◆ PROVIDED RECORDS:
╭──
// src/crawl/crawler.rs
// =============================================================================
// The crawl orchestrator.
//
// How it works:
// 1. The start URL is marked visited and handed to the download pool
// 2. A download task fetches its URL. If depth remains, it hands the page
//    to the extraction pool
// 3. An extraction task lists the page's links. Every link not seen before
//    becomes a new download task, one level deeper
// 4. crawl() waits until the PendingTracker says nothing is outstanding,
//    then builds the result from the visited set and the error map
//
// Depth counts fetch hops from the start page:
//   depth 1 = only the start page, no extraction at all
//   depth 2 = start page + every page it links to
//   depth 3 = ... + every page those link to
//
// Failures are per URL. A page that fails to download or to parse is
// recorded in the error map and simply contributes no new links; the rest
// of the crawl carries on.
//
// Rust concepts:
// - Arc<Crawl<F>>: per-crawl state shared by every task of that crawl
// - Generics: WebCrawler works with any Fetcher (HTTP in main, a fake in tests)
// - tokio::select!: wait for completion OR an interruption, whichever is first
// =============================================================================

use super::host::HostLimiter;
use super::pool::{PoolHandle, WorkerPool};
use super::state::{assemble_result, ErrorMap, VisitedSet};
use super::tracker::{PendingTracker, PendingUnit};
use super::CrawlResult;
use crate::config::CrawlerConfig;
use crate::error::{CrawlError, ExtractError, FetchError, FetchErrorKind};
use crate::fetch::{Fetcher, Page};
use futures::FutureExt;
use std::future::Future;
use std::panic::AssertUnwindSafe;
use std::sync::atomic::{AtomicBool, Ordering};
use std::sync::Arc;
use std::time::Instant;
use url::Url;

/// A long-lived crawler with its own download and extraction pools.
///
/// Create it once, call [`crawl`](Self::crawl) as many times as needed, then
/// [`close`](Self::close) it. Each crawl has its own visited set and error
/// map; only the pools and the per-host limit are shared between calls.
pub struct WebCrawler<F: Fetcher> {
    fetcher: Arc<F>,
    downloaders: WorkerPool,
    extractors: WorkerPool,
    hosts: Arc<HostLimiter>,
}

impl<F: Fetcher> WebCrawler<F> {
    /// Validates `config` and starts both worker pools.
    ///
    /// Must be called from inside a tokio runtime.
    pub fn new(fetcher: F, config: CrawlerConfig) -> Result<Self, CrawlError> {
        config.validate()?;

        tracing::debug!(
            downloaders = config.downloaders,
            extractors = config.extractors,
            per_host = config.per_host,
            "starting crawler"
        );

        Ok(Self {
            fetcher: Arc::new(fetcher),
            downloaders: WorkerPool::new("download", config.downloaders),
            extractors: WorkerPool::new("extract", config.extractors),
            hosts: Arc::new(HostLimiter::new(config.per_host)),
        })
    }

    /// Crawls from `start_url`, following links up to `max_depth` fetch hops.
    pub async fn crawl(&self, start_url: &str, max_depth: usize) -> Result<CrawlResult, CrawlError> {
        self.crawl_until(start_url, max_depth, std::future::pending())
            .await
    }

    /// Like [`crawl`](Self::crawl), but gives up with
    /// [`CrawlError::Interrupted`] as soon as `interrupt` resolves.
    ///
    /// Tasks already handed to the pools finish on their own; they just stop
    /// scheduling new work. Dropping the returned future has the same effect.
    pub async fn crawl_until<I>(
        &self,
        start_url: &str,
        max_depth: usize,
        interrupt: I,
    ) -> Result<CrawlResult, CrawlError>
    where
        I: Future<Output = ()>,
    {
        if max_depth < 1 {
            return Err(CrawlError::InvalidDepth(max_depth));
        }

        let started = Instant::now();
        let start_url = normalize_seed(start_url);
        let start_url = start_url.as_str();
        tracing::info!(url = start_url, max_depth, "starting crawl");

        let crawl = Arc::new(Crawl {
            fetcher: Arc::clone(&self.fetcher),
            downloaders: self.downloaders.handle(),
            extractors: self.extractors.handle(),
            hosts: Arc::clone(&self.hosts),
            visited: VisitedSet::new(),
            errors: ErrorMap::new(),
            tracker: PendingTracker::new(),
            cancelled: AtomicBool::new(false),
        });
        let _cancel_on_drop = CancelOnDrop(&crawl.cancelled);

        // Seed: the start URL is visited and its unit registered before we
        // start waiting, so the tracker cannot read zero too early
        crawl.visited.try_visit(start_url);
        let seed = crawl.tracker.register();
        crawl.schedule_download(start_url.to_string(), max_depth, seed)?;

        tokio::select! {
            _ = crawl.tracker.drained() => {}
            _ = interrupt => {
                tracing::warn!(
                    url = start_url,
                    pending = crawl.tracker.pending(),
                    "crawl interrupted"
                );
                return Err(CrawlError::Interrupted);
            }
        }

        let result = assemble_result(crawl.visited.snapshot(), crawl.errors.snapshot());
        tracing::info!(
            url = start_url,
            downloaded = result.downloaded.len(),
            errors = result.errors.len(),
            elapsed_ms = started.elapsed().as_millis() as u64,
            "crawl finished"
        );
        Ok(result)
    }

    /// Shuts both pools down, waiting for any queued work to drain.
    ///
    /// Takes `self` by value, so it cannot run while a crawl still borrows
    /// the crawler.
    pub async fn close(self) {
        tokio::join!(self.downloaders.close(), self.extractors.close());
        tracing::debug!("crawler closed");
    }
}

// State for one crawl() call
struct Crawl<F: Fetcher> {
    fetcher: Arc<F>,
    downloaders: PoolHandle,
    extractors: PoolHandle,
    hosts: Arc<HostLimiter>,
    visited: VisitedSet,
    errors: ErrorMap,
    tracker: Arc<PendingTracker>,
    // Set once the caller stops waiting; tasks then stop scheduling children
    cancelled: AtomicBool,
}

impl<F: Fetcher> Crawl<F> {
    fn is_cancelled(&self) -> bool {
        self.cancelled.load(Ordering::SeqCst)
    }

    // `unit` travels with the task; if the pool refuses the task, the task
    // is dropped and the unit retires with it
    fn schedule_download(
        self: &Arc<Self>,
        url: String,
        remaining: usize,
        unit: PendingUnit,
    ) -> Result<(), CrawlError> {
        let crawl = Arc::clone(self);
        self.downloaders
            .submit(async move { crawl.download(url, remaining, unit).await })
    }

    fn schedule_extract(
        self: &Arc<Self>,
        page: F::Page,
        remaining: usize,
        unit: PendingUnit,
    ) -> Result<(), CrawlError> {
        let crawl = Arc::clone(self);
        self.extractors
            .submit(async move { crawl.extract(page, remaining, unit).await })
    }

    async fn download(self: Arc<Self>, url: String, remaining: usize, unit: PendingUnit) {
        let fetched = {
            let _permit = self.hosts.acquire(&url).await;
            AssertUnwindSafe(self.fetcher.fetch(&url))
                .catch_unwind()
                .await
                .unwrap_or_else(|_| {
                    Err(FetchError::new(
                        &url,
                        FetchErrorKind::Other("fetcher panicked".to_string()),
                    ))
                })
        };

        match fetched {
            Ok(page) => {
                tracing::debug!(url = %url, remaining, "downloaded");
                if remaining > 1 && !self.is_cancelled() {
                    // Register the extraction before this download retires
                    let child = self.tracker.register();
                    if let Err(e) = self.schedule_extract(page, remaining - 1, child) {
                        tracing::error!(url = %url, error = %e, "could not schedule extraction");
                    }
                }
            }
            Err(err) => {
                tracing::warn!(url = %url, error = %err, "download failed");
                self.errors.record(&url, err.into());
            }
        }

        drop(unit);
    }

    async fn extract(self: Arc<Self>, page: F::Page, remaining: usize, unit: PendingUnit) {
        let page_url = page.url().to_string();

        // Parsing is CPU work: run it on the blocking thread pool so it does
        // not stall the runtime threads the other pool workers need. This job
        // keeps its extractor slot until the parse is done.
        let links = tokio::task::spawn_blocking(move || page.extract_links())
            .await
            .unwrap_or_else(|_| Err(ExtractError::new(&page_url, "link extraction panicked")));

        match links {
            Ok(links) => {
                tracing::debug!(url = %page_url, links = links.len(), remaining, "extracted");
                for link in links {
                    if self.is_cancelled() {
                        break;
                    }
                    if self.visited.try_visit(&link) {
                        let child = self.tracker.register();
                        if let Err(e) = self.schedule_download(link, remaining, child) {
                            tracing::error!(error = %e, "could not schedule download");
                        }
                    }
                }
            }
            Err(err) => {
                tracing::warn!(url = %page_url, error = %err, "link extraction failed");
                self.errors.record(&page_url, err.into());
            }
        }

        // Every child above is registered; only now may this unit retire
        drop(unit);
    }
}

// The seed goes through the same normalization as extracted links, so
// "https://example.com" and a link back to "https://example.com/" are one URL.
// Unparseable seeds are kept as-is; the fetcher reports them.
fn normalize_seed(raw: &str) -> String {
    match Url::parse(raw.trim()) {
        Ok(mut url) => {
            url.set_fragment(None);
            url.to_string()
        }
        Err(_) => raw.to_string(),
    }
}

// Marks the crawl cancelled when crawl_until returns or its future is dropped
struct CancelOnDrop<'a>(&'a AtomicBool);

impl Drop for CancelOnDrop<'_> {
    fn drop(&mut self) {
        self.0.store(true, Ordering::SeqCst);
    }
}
╰──
◆ TASK: Above are the records. Copy every line in them holding "info".

◆ WRITTEN SOLUTION:
        tracing::info!(url = start_url, max_depth, "starting crawl");
        tracing::info!(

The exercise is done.